In this study, 297 children at the age of 4.8±1.1years were screened in 8 nursery schools. Five age groups were created: 1. 1.5-2.5yrs, 2. 2.5-3.5yrs, 3. 3.5-4.5yrs, 4. 4.5-5.5yrs, 5. 5.5-6.5yrs. Children’s testability was determined by non-stereoscopic Snellen E optotypes in 4 different orientations. When at least 7 out of 8 orientations were identified correctly, the child was considered testable. DRDS-E-, Lang II-, Bruckner-, cover- and Snellen visual acuity tests were performed. Software generated anaglyphic red-green DRDS-E stimuli containing the cyclopean Snellen E optotype were presented on a notebook with 16.6-inch LCD screen and viewed with red-green goggles (frame rate:15 Hz; distance:1m). Eight levels of horizontal crossed disparity (from 1’ to 115’ in octave steps) were introduced in the images. To pass the DRDS-E test 7 out of 8 correct responses were required within 20s time limit for each figure.
Testability of Lang test for age groups were 35.3%, 68.0%, 87.3%, 95.2%, 99%, for DRDS-E test 17.6%, 80.0%, 90.5%, 95.2%, 99.0%, respectively. Testability increased with age in both DRDS-E and Lang test (p=0.001 and p=0.002). In total, 14 children failed the Lang test, while 27 could not pass DRDS-E test over 3 years of age. All Lang positive cases were found positive by DRDS-E method too. There were three children who passed all tests except DRDS-E test. All three were eventually proved to be hyperopic (mean +2.6D ±0.3D) and/or astigmatic on both eyes shown by skiascopy in cycloplegia.

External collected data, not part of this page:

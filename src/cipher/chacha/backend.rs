//! Runtime backend selection.
//!
//! An ordered candidate list is probed once per process; the supported
//! backend with the highest priority wins and is cached for the process
//! lifetime. Scalar always qualifies, so selection is total. Dispatch is a
//! direct match on a value-typed enum, never per-block dynamic dispatch.

// The SIMD kernels are `target_feature` functions; dispatching to them is
// sound only after `is_supported` verified the feature, which is exactly
// what selection does.
#![allow(unsafe_code)]

use std::sync::OnceLock;

use crate::cipher::chacha::scalar::{self, COUNTER_WORD};
use crate::cipher::chacha::BLOCK_LEN;

#[derive(Debug, Clone, Copy, PartialEq, Eq)]
pub enum Backend {
    /// Portable fallback; always supported.
    Scalar,
    /// 128-bit single-block kernel.
    #[cfg(target_arch = "x86_64")]
    Sse2,
    /// 256-bit dual-block kernel.
    #[cfg(target_arch = "x86_64")]
    Avx2,
}

impl Backend {
    /// Higher wins at selection time.
    pub fn priority(self) -> u8 {
        match self {
            Backend::Scalar => 0,
            #[cfg(target_arch = "x86_64")]
            Backend::Sse2 => 1,
            #[cfg(target_arch = "x86_64")]
            Backend::Avx2 => 2,
        }
    }

    pub fn is_supported(self) -> bool {
        match self {
            Backend::Scalar => true,
            #[cfg(target_arch = "x86_64")]
            Backend::Sse2 => is_x86_feature_detected!("sse2"),
            #[cfg(target_arch = "x86_64")]
            Backend::Avx2 => is_x86_feature_detected!("avx2"),
        }
    }

    /// Every backend this build knows about.
    pub fn candidates() -> &'static [Backend] {
        #[cfg(target_arch = "x86_64")]
        {
            &[Backend::Scalar, Backend::Sse2, Backend::Avx2]
        }
        #[cfg(not(target_arch = "x86_64"))]
        {
            &[Backend::Scalar]
        }
    }

    /// Probe CPU features and pick the best supported backend.
    pub fn select() -> Backend {
        Backend::candidates()
            .iter()
            .copied()
            .filter(|b| b.is_supported())
            .max_by_key(|b| b.priority())
            .unwrap_or(Backend::Scalar)
    }

    /// Process-wide selection, probed on first use.
    pub fn active() -> Backend {
        static ACTIVE: OnceLock<Backend> = OnceLock::new();
        *ACTIVE.get_or_init(Backend::select)
    }

    /// One keystream block for the counter in `state`.
    pub(crate) fn block(self, state: &[u32; 16], out: &mut [u8; BLOCK_LEN]) {
        match self {
            Backend::Scalar => scalar::block(state, out),
            // AVX2 machines take the 128-bit path for single blocks; a
            // half-empty dual-block invocation is wasted work.
            #[cfg(target_arch = "x86_64")]
            Backend::Sse2 | Backend::Avx2 => unsafe { super::sse2::block(state, out) },
        }
    }

    /// Two keystream blocks for counters `c` and `c+1`, written to
    /// `out[0..64]` and `out[64..128]`.
    pub(crate) fn block_pair(self, state: &[u32; 16], out: &mut [u8; 2 * BLOCK_LEN]) {
        match self {
            #[cfg(target_arch = "x86_64")]
            Backend::Avx2 => unsafe { super::avx2::block_pair(state, out) },
            _ => {
                let mut tmp = [0u8; BLOCK_LEN];
                self.block(state, &mut tmp);
                out[..BLOCK_LEN].copy_from_slice(&tmp);
                let mut next = *state;
                next[COUNTER_WORD] = next[COUNTER_WORD].wrapping_add(1);
                self.block(&next, &mut tmp);
                out[BLOCK_LEN..].copy_from_slice(&tmp);
            }
        }
    }
}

Our results are in agreement with Schmidt’s data about testability of static random dot E stereotest in 3- to 5-year-old children. It is also suggested that DRDS-E method is cognitively not more difficult than Lang test and at least as reliable but seems to be more sensitive to mild binocular anomalies caused by i.e. hyperopia or astigmatism in children over 3 years of age.